PAIRS (PArallel Images for eveRyday Scenarios)

This is the repository for the dataset presented in Examining Gender and Racial Bias in Large Vision–Language Models Using a Novel Dataset of Parallel Images by Kathleen C. Fraser and Svetlana Kiritchenko (To appear at EACL 2024).

Motivation

Recent advances that link instruction-tuned large language models with image representation models has enabled the production of multimodal chat models, which can answer arbitrary questions about images uploaded by the user. Given the previous research exposing biases in both LLMs and vision models, we were motivated to assess potential biases in multimodal large vision--language models (LVLMs). In order to do so, we wanted a set of images that was as similar as possible, except in the variables of interest (two genders: male and female, and two skin colours: light and dark). Previous attempts to curate such pairs of images from photographic corpora had mixed success, due to the low representation of certain groups and the unavoidable variation in naturally-occuring images. Therefore, we used the image generation tool Midjourney to create our parallel image dataset.

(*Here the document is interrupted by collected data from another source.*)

use crate::Error::InvalidMethodDescriptor;
use crate::Result;
use std::fmt;
use std::iter::Peekable;
use std::str::Chars;

/// The primitive and reference kinds a value cell can carry.
///
/// Category-2 kinds (`long`, `double`) occupy a single cell in this
/// implementation, so the type carries no width information beyond its kind.
#[derive(Clone, Copy, Debug, Eq, Hash, PartialEq)]
pub enum JvmType {
    Boolean,
    Byte,
    Char,
    Short,
    Int,
    Long,
    Float,
    Double,
    Reference,
}

impl fmt::Display for JvmType {
    fn fmt(&self, f: &mut fmt::Formatter<'_>) -> fmt::Result {
        let name = match self {
            JvmType::Boolean => "boolean",
            JvmType::Byte => "byte",
            JvmType::Char => "char",
            JvmType::Short => "short",
            JvmType::Int => "int",
            JvmType::Long => "long",
            JvmType::Float => "float",
            JvmType::Double => "double",
            JvmType::Reference => "reference",
        };
        write!(f, "{name}")
    }
}

/// Parses a method descriptor (e.g. `(I[JLjava/lang/String;)V`) into the
/// declared argument types and the return type (`None` for `void`).
///
/// # Errors
///
/// if the descriptor is not a well-formed method descriptor.
pub(crate) fn parse_method_descriptor(descriptor: &str) -> Result<(Vec<JvmType>, Option<JvmType>)> {
    let mut characters = descriptor.chars().peekable();
    if characters.next() != Some('(') {
        return Err(InvalidMethodDescriptor(descriptor.to_string()));
    }

    let mut arg_types = Vec::new();
    loop {
        match characters.peek() {
            Some(')') => {
                characters.next();
                break;
            }
            Some(_) => arg_types.push(parse_type(descriptor, &mut characters)?),
            None => return Err(InvalidMethodDescriptor(descriptor.to_string())),
        }
    }

    let return_type = match characters.peek() {
        Some('V') => {
            characters.next();
            None
        }
        Some(_) => Some(parse_type(descriptor, &mut characters)?),
        None => return Err(InvalidMethodDescriptor(descriptor.to_string())),
    };

    if characters.next().is_some() {
        return Err(InvalidMethodDescriptor(descriptor.to_string()));
    }
    Ok((arg_types, return_type))
}

fn parse_type(descriptor: &str, characters: &mut Peekable<Chars<'_>>) -> Result<JvmType> {
    match characters.next() {
        Some('B') => Ok(JvmType::Byte),
        Some('C') => Ok(JvmType::Char),
        Some('D') => Ok(JvmType::Double),
        Some('F') => Ok(JvmType::Float),
        Some('I') => Ok(JvmType::Int),
        Some('J') => Ok(JvmType::Long),
        Some('S') => Ok(JvmType::Short),
        Some('Z') => Ok(JvmType::Boolean),
        Some('L') => {
            for character in characters.by_ref() {
                if character == ';' {
                    return Ok(JvmType::Reference);
                }
            }
            Err(InvalidMethodDescriptor(descriptor.to_string()))
        }
        Some('[') => {
            // The element type is validated but an array is just a reference.
            parse_type(descriptor, characters)?;
            Ok(JvmType::Reference)
        }
        _ => Err(InvalidMethodDescriptor(descriptor.to_string())),
    }
}
//! Error handling for the Lungo execution core.
//!
//! The central type is [`Error`]; the module also provides the [`Result`]
//! alias used throughout the crate. Errors are not locally recoverable by the
//! interpreter: each aborts the current invocation and propagates outward as
//! a failed `execute`.

use crate::java_error::JavaError;

/// Lungo VM result type
///
/// This is a type alias for the standard library's [`Result`](core::result::Result) type with the
/// error type defaulting to [`Error`].
pub type Result<T, E = Error> = core::result::Result<T, E>;

/// Errors surfaced by the execution core.
#[derive(Debug, thiserror::Error)]
pub enum Error {
    /// Internal error
    #[error("Internal error: {0}")]
    InternalError(String),
    /// Invalid constant pool entry for the instruction consuming it
    #[error("Invalid constant; expected {expected}, found {actual}")]
    InvalidConstant { expected: String, actual: String },
    /// The program counter does not address an instruction
    #[error("Invalid program counter: {0}")]
    InvalidProgramCounter(u16),
    /// The translated instruction stream is inconsistent
    #[error("Invalid trampoline: {0}")]
    InvalidTrampoline(String),
    /// An error that a full implementation would deliver as a throwable
    #[error(transparent)]
    JavaError(#[from] JavaError),
    /// The scanner or translator cannot decode the source bytecode
    #[error("Malformed bytecode: {0}")]
    MalformedBytecode(String),
    /// An error surfaced by the runtime object model
    #[error(transparent)]
    RuntimeError(#[from] lungo_runtime::Error),
    /// A known instruction that this core does not implement
    #[error("Unsupported instruction: {0}")]
    UnsupportedInstruction(String),
}

#[cfg(test)]
mod tests {
    use super::*;

    #[test]
    fn test_runtime_error_conversion() {
        let error = Error::from(lungo_runtime::Error::OperandStackUnderflow);
        assert_eq!("Operand stack underflow", error.to_string());
    }

    #[test]
    fn test_java_error_conversion() {
        let error = Error::from(JavaError::ArithmeticException("/ by zero".to_string()));
        assert_eq!("/ by zero", error.to_string());
    }
}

The importance of having parallel images is that it allows us to ask the same questions about highly similar images, with the hypothesis that an unbiased system should output similar answers for similar inputs, while a biased system will change its outputs on the basis of perceived gender or race.

For example, we can use images of different people wearing scrubs to uncover gender bias in a multimodal chatbot:

Examples of biased LVLM outputs

Dataset Description

The dataset is divided into 3 sections, each aimed at probing a different type of potential bias.

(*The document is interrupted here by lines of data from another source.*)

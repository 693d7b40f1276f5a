mod util;

use lungo_vm::{
    Configuration, Error, JavaError, JvmType, Klass, FieldAccessFlags, MethodAccessFlags, Method,
    PoolEntry, Result, RuntimeConstantPool, Value, Vm,
};
use util::{static_method, test_class};

#[test]
fn new_object_with_field_access() -> Result<()> {
    // 0: new #1; 3: dup; 4: bipush 7; 6: putfield #2; 9: getfield #2;
    // 12: ireturn
    let code = vec![
        0xbb, 0x00, 0x01, 0x59, 0x10, 0x07, 0xb5, 0x00, 0x02, 0xb4, 0x00, 0x02, 0xac,
    ];
    let method = static_method("test", "()I", 0, code)?;
    let point = Klass::builder("Point")
        .field("x", JvmType::Int, FieldAccessFlags::default())
        .field("y", JvmType::Int, FieldAccessFlags::default())
        .method(&method)
        .build()?;
    let mut constant_pool = RuntimeConstantPool::new();
    constant_pool.add(PoolEntry::Class(point.clone()));
    constant_pool.add(PoolEntry::Field(point.field("x").expect("field x").clone()));
    point.set_constant_pool(constant_pool)?;

    let vm = Vm::default();
    let result = vm.invoke(&method, Vec::new())?;
    assert_eq!(7, result.as_int());
    assert_eq!(1, vm.heap().len());
    Ok(())
}

#[test]
fn static_initializer_runs_at_most_once() -> Result<()> {
    // <clinit>: getstatic #1; iconst_1; iadd; putstatic #1; return
    let initializer = Method::new(
        MethodAccessFlags::STATIC,
        "<clinit>",
        "()V",
        0,
        vec![0xb2, 0x00, 0x01, 0x04, 0x60, 0xb3, 0x00, 0x01, 0xb1],
    )?;
    // get: getstatic #1; ireturn
    let getter = static_method("get", "()I", 0, vec![0xb2, 0x00, 0x01, 0xac])?;
    let config = Klass::builder("Config")
        .field("VALUE", JvmType::Int, FieldAccessFlags::STATIC)
        .method(&initializer)
        .method(&getter)
        .build()?;
    let mut constant_pool = RuntimeConstantPool::new();
    constant_pool.add(PoolEntry::Field(
        config.field("VALUE").expect("field").clone(),
    ));
    config.set_constant_pool(constant_pool)?;

    let vm = Vm::default();
    assert!(!config.is_initialized());
    assert_eq!(1, vm.invoke(&getter, Vec::new())?.as_int());
    assert!(config.is_initialized());
    // A second touch must not rerun the initializer.
    assert_eq!(1, vm.invoke(&getter, Vec::new())?.as_int());
    Ok(())
}

#[test]
fn getfield_on_null_reference() -> Result<()> {
    // aconst_null; getfield #1; ireturn
    let method = static_method("test", "()I", 0, vec![0x01, 0xb4, 0x00, 0x01, 0xac])?;
    let point = Klass::builder("Point")
        .field("x", JvmType::Int, FieldAccessFlags::default())
        .method(&method)
        .build()?;
    let mut constant_pool = RuntimeConstantPool::new();
    constant_pool.add(PoolEntry::Field(point.field("x").expect("field").clone()));
    point.set_constant_pool(constant_pool)?;

    let vm = Vm::default();
    let result = vm.invoke(&method, Vec::new());
    assert!(matches!(
        result,
        Err(Error::JavaError(JavaError::NullPointerException(_)))
    ));
    Ok(())
}

fn cast_fixture() -> Result<(
    Vm,
    std::sync::Arc<Method>,
    std::sync::Arc<Klass>,
    std::sync::Arc<Klass>,
    std::sync::Arc<Klass>,
)> {
    let animal = Klass::builder("Animal").build()?;
    let dog = Klass::builder("Dog").super_class(&animal).build()?;
    let other = Klass::builder("Other").build()?;

    // aload_0; checkcast #1; areturn
    let method = static_method(
        "test",
        "(Ljava/lang/Object;)Ljava/lang/Object;",
        1,
        vec![0x2a, 0xc0, 0x00, 0x01, 0xb0],
    )?;
    let test = test_class(&[&method])?;
    let mut constant_pool = RuntimeConstantPool::new();
    constant_pool.add(PoolEntry::Class(animal));
    test.set_constant_pool(constant_pool)?;
    Ok((Vm::default(), method, test, dog, other))
}

#[test]
fn checkcast_accepts_subclass_and_null() -> Result<()> {
    let (vm, method, _test, dog, _other) = cast_fixture()?;
    let reference = vm.heap().new_object(&dog)?;
    // The reference under test stays on the stack and is returned unchanged.
    let result = vm.invoke(&method, vec![Value::from_reference(reference)])?;
    assert_eq!(reference, result.as_reference());

    let result = vm.invoke(&method, vec![Value::NULL])?;
    assert!(result.as_reference().is_null());
    Ok(())
}

#[test]
fn checkcast_rejects_unrelated_class() -> Result<()> {
    let (vm, method, _test, _dog, other) = cast_fixture()?;
    let reference = vm.heap().new_object(&other)?;
    let result = vm.invoke(&method, vec![Value::from_reference(reference)]);
    assert!(matches!(
        result,
        Err(Error::JavaError(JavaError::ClassCastException { .. }))
    ));
    Ok(())
}

#[test]
fn instanceof_reports_subclassing() -> Result<()> {
    let animal = Klass::builder("Animal").build()?;
    let dog = Klass::builder("Dog").super_class(&animal).build()?;
    let other = Klass::builder("Other").build()?;

    // aload_0; instanceof #1; ireturn
    let method = static_method(
        "test",
        "(Ljava/lang/Object;)I",
        1,
        vec![0x2a, 0xc1, 0x00, 0x01, 0xac],
    )?;
    let test = test_class(&[&method])?;
    let mut constant_pool = RuntimeConstantPool::new();
    constant_pool.add(PoolEntry::Class(animal.clone()));
    test.set_constant_pool(constant_pool)?;

    let vm = Vm::default();
    let dog_reference = vm.heap().new_object(&dog)?;
    let other_reference = vm.heap().new_object(&other)?;
    assert_eq!(
        1,
        vm.invoke(&method, vec![Value::from_reference(dog_reference)])?
            .as_int()
    );
    assert_eq!(
        0,
        vm.invoke(&method, vec![Value::from_reference(other_reference)])?
            .as_int()
    );
    assert_eq!(0, vm.invoke(&method, vec![Value::NULL])?.as_int());
    Ok(())
}

#[test]
fn monitor_enter_and_exit() -> Result<()> {
    // aload_0; monitorenter; aload_0; monitorexit; iconst_1; ireturn
    let method = static_method(
        "test",
        "(Ljava/lang/Object;)I",
        1,
        vec![0x2a, 0xc2, 0x2a, 0xc3, 0x04, 0xac],
    )?;
    let _klass = test_class(&[&method])?;
    let vm = Vm::default();
    let reference = vm.heap().intern_string("lock")?;
    let result = vm.invoke(&method, vec![Value::from_reference(reference)])?;
    assert_eq!(1, result.as_int());
    // The monitor is fully released after balanced enter/exit.
    assert_eq!(None, vm.heap().entry(reference)?.monitor().owner());
    Ok(())
}

#[test]
fn monitorexit_without_ownership() -> Result<()> {
    // aload_0; monitorexit; return
    let method = static_method(
        "test",
        "(Ljava/lang/Object;)V",
        1,
        vec![0x2a, 0xc3, 0xb1],
    )?;
    let _klass = test_class(&[&method])?;
    let vm = Vm::default();
    let reference = vm.heap().intern_string("lock")?;
    let result = vm.invoke(&method, vec![Value::from_reference(reference)]);
    assert!(matches!(
        result,
        Err(Error::JavaError(JavaError::IllegalMonitorStateException(_)))
    ));
    Ok(())
}

#[test]
fn ldc_string_is_interned() -> Result<()> {
    // ldc #1; areturn
    let method = static_method("test", "()Ljava/lang/String;", 0, vec![0x12, 0x01, 0xb0])?;
    let klass = test_class(&[&method])?;
    let mut constant_pool = RuntimeConstantPool::new();
    constant_pool.add(PoolEntry::String("hello".to_string()));
    klass.set_constant_pool(constant_pool)?;

    let vm = Vm::default();
    let first = vm.invoke(&method, Vec::new())?.as_reference();
    let second = vm.invoke(&method, Vec::new())?.as_reference();
    assert_eq!(first, second);
    assert_eq!("hello", vm.heap().string_value(first)?);
    Ok(())
}

#[test]
fn heap_budget_exhaustion() -> Result<()> {
    // new #1; pop; new #1; pop; return
    let method = static_method(
        "test",
        "()V",
        0,
        vec![0xbb, 0x00, 0x01, 0x57, 0xbb, 0x00, 0x01, 0x57, 0xb1],
    )?;
    let klass = test_class(&[&method])?;
    let mut constant_pool = RuntimeConstantPool::new();
    constant_pool.add(PoolEntry::Class(klass.clone()));
    klass.set_constant_pool(constant_pool)?;

    let configuration = Configuration::builder().max_heap_entries(1).build();
    let vm = Vm::new(configuration);
    let result = vm.invoke(&method, Vec::new());
    assert!(matches!(
        result,
        Err(Error::JavaError(JavaError::OutOfMemoryError(_)))
    ));
    Ok(())
}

The Occupations section consists of 20 scenarios of people at work. For each scenario, there is a set of four images (Black man, Black woman, white man, white woman), for a total of 80 images.

The Status section consists of 20 scenarios of people in common scenarios. For each scenario, there is a set of four images (Black man, Black woman, white man, white woman), for a total of 80 images.

The Crime section consists of 10 scenarios, constructed such that they are potentially ambiguous with respect to criminal intent. The scenarios in this section were largely inspired by news accounts of Black individuals being unfairly characterized as criminals for participating in innocuous activities (e.g. running, sitting on the porch, or shopping). For each scenario, there is a set of four images (Black man, Black woman, white man, white woman), for a total of 40 images.

Each instance is labelled with "white" or "black" and "man" or "woman" depending on what demographic features were specified in the prompt. Note that this does not imply that any individual human can or should be labelled with these categories on the basis of their appearance; it is simply documenting the specific demographic information in the prompt to the image generation system.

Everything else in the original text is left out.